Authenticity and self-awareness are exactly what Rence is trying to achieve with his new music. On FALL 2019, Rence reveals that he's gotten to know who he really is. Fitting with the title of the first track, "Darkside," he's questioning a "darker side" of himself on the EP. "I've grown. I've gotten to a point where I'm able to better reflect on the parts of my life that I don't love," he shares. "I picked out moments in the past few months where I was low and tried to contrast those with high moments. I tried to find the beauty in those moments and not shy away from them, as I used to do. I really faced my own things head-on with the hope that it can inspire other people to do the same."

Beyond exploring who he is lyrically, Rence experiments with his sound on FALL 2019. He considers himself genre-less, hopping between pop, electro, hip-hop, and indie across all six tracks. It's a bold decision for a new artist, but one that pays off, as it allows Rence to be his most true self. "When I'm creating music, I'm never thinking about the genre," he explains. "The only thing on my mind is, Do I like this or do I not?... From a technical producer standpoint, you've never had more access to a world of sounds than right now. It's just easy to mix and match sounds from different soundscapes, so why not?"

Rence's latest single, "I Know," seamlessly weaves between both hip-hop and electronic sounds. His favorite track on the EP, he shares, "feels like something that is simultaneously me right now at age 21, and also me at age 16 or 17." He describes the song as a "dig at myself for always assuming that I know what's best in a relationship." Lines like "I'm at my lowest/ Lower than lonely" and "Soon to forget me/ Yeah, I know" tie the song together, revealing his true, often self-deprecating feelings surrounding relationships.

As for the future, Rence is reaching outward.
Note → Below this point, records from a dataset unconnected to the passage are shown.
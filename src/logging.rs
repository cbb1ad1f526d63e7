//! Tracing subscriber setup
//!
//! JSON lines everywhere except development, where the human-readable
//! formatter is easier to follow. `RUST_LOG` takes precedence over the
//! configured level.

use crate::config::Environment;
use tracing_subscriber::{fmt, layer::SubscriberExt, util::SubscriberInitExt, EnvFilter};

/// Output format for log lines
#[derive(Debug, Clone, Copy, PartialEq, Eq)]
pub enum LogFormat {
    Json,
    Pretty,
}

impl LogFormat {
    pub fn for_environment(environment: Environment) -> Self {
        match environment {
            Environment::Development => LogFormat::Pretty,
            Environment::Staging | Environment::Production => LogFormat::Json,
        }
    }
}

/// Build the level filter from RUST_LOG or the configured level
pub fn build_filter(log_level: &str) -> EnvFilter {
    EnvFilter::try_from_default_env()
        .or_else(|_| EnvFilter::try_new(log_level))
        .unwrap_or_else(|_| EnvFilter::new("info"))
}

/// Install the global tracing subscriber
pub fn init_tracing(log_level: &str, format: LogFormat) {
    let registry = tracing_subscriber::registry().with(build_filter(log_level));

    match format {
        LogFormat::Json => registry.with(fmt::layer().json()).init(),
        LogFormat::Pretty => registry.with(fmt::layer().with_target(false)).init(),
    }
}
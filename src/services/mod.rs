//! Services module
//!
//! External service integrations.

pub mod quiz_client;
#[cfg(test)]
pub(crate) mod testing;

pub use quiz_client::{QuizApi, QuizClient, QuizClientError};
For the rest of 2019, he's planning more singles and possibly another EP. Right now, he shares that he's training his voice and health to be the best it can—all to prepare himself for his first album release next year. He's also organizing a touring schedule, whether it's his own or opening for another artist. He tells me he plans to make future Rence shows like Travis Scott shows: "first-class" and "like you're stepping into an experience." He explains, "I want to really give people a value for what they're paying for. I try to really be cognizant of the fact that people's hard-earned money is not spent willy-nilly. When you're paying money to go to the show, you really want a show."

Aside from staying happy and loving the people around him, Rence hopes to one day "make a crazy record" with T-Pain, his favorite artist, and collaborate with others like Justin Bieber, Billie Eilish, and John Mayer. He also dreams of playing in stadiums—but not for himself. "I want to do it for the people that are there," he shares. "I feel like in a world where it's hard for most people, as many outlets for enjoyment and creative witnessing or creative expression are possible, I think it's a good thing. I think the world needs more opportunities to smile and laugh—and cry even—and just be in touch with the emotions and the pain and the love that's around us. I want to be one of those outlets for people."